**Your task**
Output all of the listing, leaving every line exactly as written.

**Data excerpts**
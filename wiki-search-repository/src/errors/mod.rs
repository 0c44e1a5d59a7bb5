//! Error types for the wiki search repository.
//!
//! This module provides the error type for full-text backend operations and the
//! error type for document collection and fallback search access.

mod collection_error;
mod search_index_error;

pub use collection_error::CollectionError;
pub use search_index_error::SearchIndexError;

**Answer for this exercise**
filename wiki-search-repository/src/errors/mod.rs
repository 0c44e1a5d59a7bb5
//! Error types for the wiki search repository.
//!
//! This module provides the error type for full-text backend operations and the
//! error type for document collection and fallback search access.

mod collection_error;
mod search_index_error;

pub use collection_error::CollectionError;
pub use search_index_error::SearchIndexError;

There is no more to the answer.